As I understand it, in most(all?) states strippers are “independent contractors” rather than employees, and as such aren’t paid an hourly wage at all, any more than your local sports arena would be required to pay the Rolling Stones $7.25 per hour next time they roll into town.
This what I’ve heard also. The strippers don’t work for the club. They’re legally designated as self-employed performers and the club is the venue.
This apparently is changing. A group of strippers sued sixteen clubs (in six states) last year claiming that they weren’t following independent contractor law and therefore the strippers should have been classified as employees and entitled to benefits which they didn’t receive. The clubs settled out of court for thirteen million dollars, which would tend to indicate there was some merit to the suit.
No, appearing female is. Cross-dressing strippers aren’t unheard of. (After all, cross-dressing prostitutes are common, and that’s an even tougher ‘role’.)
Go to any gay bar – they’re quite common there.
I remember reading of a stripper who was arrested in Texas for dancing topless. She had a unique (and successful) defense: she was a post-op transsexual but Texas law did not recognize sex changes. So while she was now a woman in every obvious sense, legally she was still considered a man. And the law only prohibited women from being topless in public.
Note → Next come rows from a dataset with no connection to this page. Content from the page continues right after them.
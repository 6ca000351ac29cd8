//! Error types for tensor bucketing operations

use thiserror::Error;

use crate::tensor::TensorType;

/// Main error type for bucketing operations
#[derive(Error, Debug)]
pub enum Error {
    /// A sequence that must be homogeneous holds more than one tensor type
    #[error("Tensor type mismatch ({context}): expected {expected}, found {found}")]
    TypeMismatch {
        /// Type the operation was committed to
        expected: TensorType,
        /// Type of the offending tensor
        found: TensorType,
        /// Where the offending tensor was found, e.g. "input 3"
        context: String,
    },

    /// Flat buffer element count disagrees with the target tensors
    #[error("Element count mismatch: expected {expected} elements, found {found}")]
    CountMismatch {
        /// Element count required by the target tensors
        expected: usize,
        /// Element count actually available
        found: usize,
    },

    /// Shape or layout is incompatible with the requested operation
    #[error("Shape mismatch: {0}")]
    ShapeMismatch(String),

    /// A sparse tensor was given where a dense one was expected, or vice versa
    #[error("Density mismatch: {0}")]
    DensityMismatch(String),

    /// The reference ordering asked for more tensors of a type than were supplied
    #[error("Reorder exhausted: no tensor of type {tensor_type} left for reference position {position}")]
    ReorderExhausted {
        /// Type that ran out
        tensor_type: TensorType,
        /// Position in the reference sequence
        position: usize,
    },

    /// Operation needs at least one tensor
    #[error("Empty input: {0}")]
    EmptyInput(String),

    /// Invalid input
    #[error("Invalid input: {0}")]
    InvalidInput(String),

    /// Configuration error
    #[error("Configuration error: {0}")]
    Config(String),

    /// Mailbox was closed by one side of the hand-off
    #[error("Mailbox closed")]
    Closed,

    /// Tensor operation error
    #[error("Tensor operation error: {0}")]
    Tensor(#[from] candle_core::Error),

    /// IO error
    #[error("IO error: {0}")]
    Io(#[from] std::io::Error),

    /// JSON serialization error
    #[error("Serialization error: {0}")]
    Serialization(#[from] serde_json::Error),

    /// YAML serialization error
    #[error("YAML error: {0}")]
    Yaml(#[from] serde_yaml::Error),

    /// SafeTensors header error
    #[error("SafeTensors error: {0}")]
    SafeTensors(#[from] safetensors::SafeTensorError),
}

/// Result type alias for bucketing operations
pub type Result<T> = std::result::Result<T, Error>;

impl Error {
    /// Create a configuration error
    pub fn config(msg: impl Into<String>) -> Self {
        Self::Config(msg.into())
    }

    /// Create an invalid input error
    pub fn invalid_input(msg: impl Into<String>) -> Self {
        Self::InvalidInput(msg.into())
    }

    /// Create a shape mismatch error
    pub fn shape_mismatch(msg: impl Into<String>) -> Self {
        Self::ShapeMismatch(msg.into())
    }

    /// Create a density mismatch error
    pub fn density_mismatch(msg: impl Into<String>) -> Self {
        Self::DensityMismatch(msg.into())
    }

    /// Create an empty input error
    pub fn empty_input(msg: impl Into<String>) -> Self {
        Self::EmptyInput(msg.into())
    }
}
//! Tensor Buckets - flatten, chunk and reorder tensors for bulk transfer
//!
//! Many small tensors (typically gradients) are expensive to communicate one
//! at a time. This crate groups them into same-typed chunks under a byte
//! budget, flattens each chunk into one contiguous buffer, and restores the
//! individual tensors and their original order afterwards.

#![warn(missing_docs)]
#![warn(rustdoc::broken_intra_doc_links)]

pub mod cast;
pub mod chunk;
pub mod coalesce;
pub mod config;
pub mod error;
pub mod flatten;
pub mod logging;
pub mod mailbox;
pub mod manifest;
pub mod ops;
pub mod reorder;
pub mod tensor;

// Re-exports
pub use cast::{cast, cast_dtype, to_device};
pub use chunk::{take_tensors, Chunk, TakeTensors};
pub use coalesce::{
    apply_coalesced, apply_coalesced_parallel, apply_with_config, plan_stats, CoalesceStats,
};
pub use config::{BucketConfig, Config, SystemConfig};
pub use error::{Error, Result};
pub use flatten::{
    flatten, flatten_dense_tensors, flatten_sparse_tensors, unflatten, unflatten_dense_tensors,
    unflatten_sparse_tensors, FlatBuffer, SparseFlat,
};
pub use mailbox::Mailbox;
pub use manifest::{BucketPlan, Manifest, SparseSpec, TensorSpec};
pub use ops::{accumulate, rebuild_tensor, repeat, running_totals};
pub use reorder::reorder_tensors_as;
pub use tensor::{AnyTensor, SparseTensor, StorageKind, TensorLike, TensorType};
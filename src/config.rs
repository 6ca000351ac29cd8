//! Configuration structures for tensor bucketing

use serde::{Deserialize, Serialize};
use std::path::Path;
use tracing::level_filters::LevelFilter;

use crate::error::{Error, Result};

/// Default bucket size: 25 MiB
pub const DEFAULT_BUCKET_SIZE_BYTES: usize = 25 * 1024 * 1024;

/// Main configuration
#[derive(Debug, Clone, Default, PartialEq, Serialize, Deserialize)]
pub struct Config {
    /// Chunking settings
    #[serde(default)]
    pub bucket: BucketConfig,
    /// System-wide settings
    #[serde(default)]
    pub system: SystemConfig,
}

impl Config {
    /// Load configuration from a JSON or YAML file
    pub fn from_file(path: impl AsRef<Path>) -> Result<Self> {
        let path = path.as_ref();
        let content = std::fs::read_to_string(path)?;

        let config: Self = match path.extension().and_then(|e| e.to_str()) {
            Some("yaml") | Some("yml") => serde_yaml::from_str(&content)?,
            _ => serde_json::from_str(&content)?,
        };
        config.validate()?;
        Ok(config)
    }

    /// Validate configuration
    pub fn validate(&self) -> Result<()> {
        if self.bucket.size_limit_bytes == 0 {
            return Err(Error::config("Bucket size limit must be > 0"));
        }

        if self.system.num_threads == 0 {
            return Err(Error::config("Number of threads must be > 0"));
        }

        if self.system.log_level.parse::<LevelFilter>().is_err() {
            return Err(Error::config(format!(
                "Unknown log level '{}'",
                self.system.log_level
            )));
        }

        Ok(())
    }
}

/// Chunking configuration
#[derive(Debug, Clone, PartialEq, Serialize, Deserialize)]
#[serde(default)]
pub struct BucketConfig {
    /// Maximum cumulative bytes per chunk
    pub size_limit_bytes: usize,
    /// Process chunks on the rayon pool
    pub parallel: bool,
}

impl Default for BucketConfig {
    fn default() -> Self {
        Self {
            size_limit_bytes: DEFAULT_BUCKET_SIZE_BYTES,
            parallel: false,
        }
    }
}

/// System-wide configuration
#[derive(Debug, Clone, PartialEq, Serialize, Deserialize)]
#[serde(default)]
pub struct SystemConfig {
    /// Number of worker threads
    pub num_threads: usize,
    /// Base log level for the command-line front end
    pub log_level: String,
}

impl Default for SystemConfig {
    fn default() -> Self {
        Self {
            num_threads: num_cpus::get(),
            log_level: crate::logging::DEFAULT_LEVEL.to_string(),
        }
    }
}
Could the relationship be one of complete denial of existence? I’m guessing probably not.
They not only have to be female, but reasonably fit & attractive females at that. Have any fatties or uggos tried suing a strip club based on this?
Well, that depends on what one means by “stripping”. Just because someone is cross-dressing doesn’t mean they’re cross-undressing, too. Personally, I wouldn’t consider it “stripping” if a biological male without medical body alteration could pull it off undetected (though he might still be able to do exotic dancing).